Indians on both reservations were furious when they heard how their delegation had been treated. “This is one time all the Indians are interested,” Francis warned state officials, “and will be fighting to the finish.”
The morning before Gov. Francis’ visit to Gellers’ office, 75 Indians had descended on the disputed land, where the white owner of a cluster of tourist cabins sought to build a road. Five men stood blocking the road site. A group of women – including Gov. Stevens’ wife – sat on a gravel pile meant to form the roadbed. At lunchtime, however, all but 10 Indians went home to eat. The police arrived, detained the five men they found and arrested the women, taking them to the Calais jail.
Now they needed a lawyer.
Gellers asked if the governor’s people had proof that they owned this land. “We have treaties,” Francis said. Treaties?, Gellers wondered. With whom? With the French Kingdom that once claimed eastern Maine? Pre-Revolutionary Britain? The governor’s answer floored him.
“With Massachusetts.”
But how do you know?
There was a moment of silence. Francis responded slowly: “Oh, everybody knows that.”
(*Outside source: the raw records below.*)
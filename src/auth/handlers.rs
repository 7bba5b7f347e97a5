use axum::{
    extract::{FromRef, State},
    http::StatusCode,
    routing::{get, post, put},
    Json, Router,
};
use lazy_static::lazy_static;
use regex::Regex;
use tracing::{error, info, instrument, warn};

use crate::{
    auth::{
        dto::{
            AuthResponse, LoginRequest, ProfileResponse, PublicUser, RefreshRequest,
            RegisterRequest, UpdateProfileRequest,
        },
        jwt::{AuthUser, JwtKeys},
        password::{hash_password, verify_password},
        repo::{NewUser, User},
    },
    state::AppState,
};

pub fn auth_routes() -> Router<AppState> {
    Router::new()
        .route("/auth/register", post(register))
        .route("/auth/login", post(login))
        .route("/auth/refresh", post(refresh))
}

pub fn me_routes() -> Router<AppState> {
    Router::new()
        .route("/me", get(get_me))
        .route("/me", put(update_me))
}

pub(crate) fn is_valid_email(email: &str) -> bool {
    lazy_static! {
        static ref EMAIL_RE: Regex = Regex::new(r"^[^@\s]+@[^@\s]+\.[^@\s]+$").unwrap();
    }
    EMAIL_RE.is_match(email)
}

/// Postgres error class 23505 (unique_violation).
fn is_unique_violation(e: &anyhow::Error) -> bool {
    matches!(
        e.downcast_ref::<sqlx::Error>(),
        Some(sqlx::Error::Database(db)) if db.code().as_deref() == Some("23505")
    )
}

fn sign_pair(
    keys: &JwtKeys,
    user_id: uuid::Uuid,
) -> Result<(String, String), (StatusCode, String)> {
    let access = keys.sign_access(user_id).map_err(|e| {
        error!(error = %e, "jwt sign access failed");
        (StatusCode::INTERNAL_SERVER_ERROR, e.to_string())
    })?;
    let refresh = keys.sign_refresh(user_id).map_err(|e| {
        error!(error = %e, "jwt sign refresh failed");
        (StatusCode::INTERNAL_SERVER_ERROR, e.to_string())
    })?;
    Ok((access, refresh))
}

#[instrument(skip(state, payload))]
pub async fn register(
    State(state): State<AppState>,
    Json(mut payload): Json<RegisterRequest>,
) -> Result<Json<AuthResponse>, (StatusCode, String)> {
    payload.email = payload.email.trim().to_lowercase();

    if !is_valid_email(&payload.email) {
        warn!(email = %payload.email, "invalid email");
        return Err((StatusCode::BAD_REQUEST, "Invalid email".into()));
    }

    if payload.password.len() < 8 {
        warn!("password too short");
        return Err((StatusCode::BAD_REQUEST, "Password too short".into()));
    }

    // Ensure email is not taken
    if let Ok(Some(_)) = User::find_by_email(&state.db, &payload.email).await {
        warn!(email = %payload.email, "email already registered");
        return Err((StatusCode::CONFLICT, "Email already registered".into()));
    }

    // Город может не найтись — регистрируем всё равно, просто без координат
    let coords = state.geocoder.resolve(&payload.city).await;

    let hash = match hash_password(&payload.password) {
        Ok(h) => h,
        Err(e) => {
            error!(error = %e, "hash_password failed");
            return Err((StatusCode::INTERNAL_SERVER_ERROR, e.to_string()));
        }
    };

    let user = match User::create(
        &state.db,
        NewUser {
            email: &payload.email,
            password_hash: &hash,
            name: &payload.name,
            phone: &payload.phone,
            city: &payload.city,
            coords,
        },
    )
    .await
    {
        Ok(u) => u,
        // The pre-check above races with concurrent registrations; the
        // UNIQUE index on email is what actually decides
        Err(e) if is_unique_violation(&e) => {
            warn!(email = %payload.email, "email already registered (insert raced)");
            return Err((StatusCode::CONFLICT, "Email already registered".into()));
        }
        Err(e) => {
            error!(error = %e, "create user failed");
            return Err((StatusCode::INTERNAL_SERVER_ERROR, e.to_string()));
        }
    };

    let keys = JwtKeys::from_ref(&state);
    let (access_token, refresh_token) = sign_pair(&keys, user.id)?;

    info!(user_id = %user.id, email = %user.email, located = coords.is_some(), "user registered");
    Ok(Json(AuthResponse {
        access_token,
        refresh_token,
        user: user.into(),
    }))
}

#[instrument(skip(state, payload))]
pub async fn login(
    State(state): State<AppState>,
    Json(mut payload): Json<LoginRequest>,
) -> Result<Json<AuthResponse>, (StatusCode, String)> {
    payload.email = payload.email.trim().to_lowercase();

    if !is_valid_email(&payload.email) {
        warn!(email = %payload.email, "invalid email");
        return Err((StatusCode::BAD_REQUEST, "Invalid email".into()));
    }

    let user = match User::find_by_email(&state.db, &payload.email).await {
        Ok(Some(u)) => u,
        Ok(None) => {
            warn!(email = %payload.email, "login unknown email");
            return Err((StatusCode::UNAUTHORIZED, "Invalid credentials".into()));
        }
        Err(e) => {
            error!(error = %e, "find_by_email failed");
            return Err((StatusCode::INTERNAL_SERVER_ERROR, e.to_string()));
        }
    };

    let ok = match verify_password(&payload.password, &user.password_hash) {
        Ok(v) => v,
        Err(e) => {
            error!(error = %e, "verify_password failed");
            return Err((StatusCode::INTERNAL_SERVER_ERROR, e.to_string()));
        }
    };

    if !ok {
        warn!(email = %payload.email, user_id = %user.id, "login invalid password");
        return Err((StatusCode::UNAUTHORIZED, "Invalid credentials".into()));
    }

    let keys = JwtKeys::from_ref(&state);
    let (access_token, refresh_token) = sign_pair(&keys, user.id)?;

    info!(user_id = %user.id, email = %user.email, "user logged in");
    Ok(Json(AuthResponse {
        access_token,
        refresh_token,
        user: user.into(),
    }))
}

#[instrument(skip(state, payload))]
pub async fn refresh(
    State(state): State<AppState>,
    Json(payload): Json<RefreshRequest>,
) -> Result<Json<AuthResponse>, (StatusCode, String)> {
    let keys = JwtKeys::from_ref(&state);
    let claims = keys
        .verify_refresh(&payload.refresh_token)
        .map_err(|e| (StatusCode::UNAUTHORIZED, format!("{}", e)))?;

    // Issue new pair
    let (access_token, refresh_token) = sign_pair(&keys, claims.sub)?;

    let user = User::find_by_id(&state.db, claims.sub)
        .await
        .map_err(|e| (StatusCode::INTERNAL_SERVER_ERROR, e.to_string()))?
        .ok_or((StatusCode::UNAUTHORIZED, "User not found".to_string()))?;

    Ok(Json(AuthResponse {
        access_token,
        refresh_token,
        user: user.into(),
    }))
}

#[instrument(skip(state))]
pub async fn get_me(
    State(state): State<AppState>,
    AuthUser(user_id): AuthUser,
) -> Result<Json<PublicUser>, (StatusCode, String)> {
    let user = User::find_by_id(&state.db, user_id)
        .await
        .map_err(|e| (StatusCode::INTERNAL_SERVER_ERROR, e.to_string()))?
        .ok_or_else(|| {
            error!(user_id = %user_id, "user not found");
            (StatusCode::UNAUTHORIZED, "User not found".to_string())
        })?;

    Ok(Json(user.into()))
}

#[instrument(skip(state, payload))]
pub async fn update_me(
    State(state): State<AppState>,
    AuthUser(user_id): AuthUser,
    Json(payload): Json<UpdateProfileRequest>,
) -> Result<Json<ProfileResponse>, (StatusCode, String)> {
    let coords = state.geocoder.resolve(&payload.city).await;

    let user = User::update_profile(
        &state.db,
        user_id,
        &payload.name,
        &payload.phone,
        &payload.city,
        coords,
    )
    .await
    .map_err(|e| {
        error!(error = %e, user_id = %user_id, "update_profile failed");
        (StatusCode::INTERNAL_SERVER_ERROR, e.to_string())
    })?;

    let notice = if coords.is_some() {
        None
    } else {
        Some(format!("Город \"{}\" не найден — координаты сброшены", payload.city))
    };

    info!(user_id = %user_id, located = coords.is_some(), "profile updated");
    Ok(Json(ProfileResponse {
        user: user.into(),
        notice,
    }))
}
By the end of the conversation, Gellers agreed to represent not only the Indian women in the Calais jail, but the tribe’s claims to thousands of acres and millions of dollars given to them under a forgotten, 170-year-old treaty. The two men shook hands, and Francis headed out of the office.
An unlikely, formidable alliance had been formed, one whose reverberations would quickly be felt in Augusta and eventually travel all the way to the halls of the U.S. Capitol.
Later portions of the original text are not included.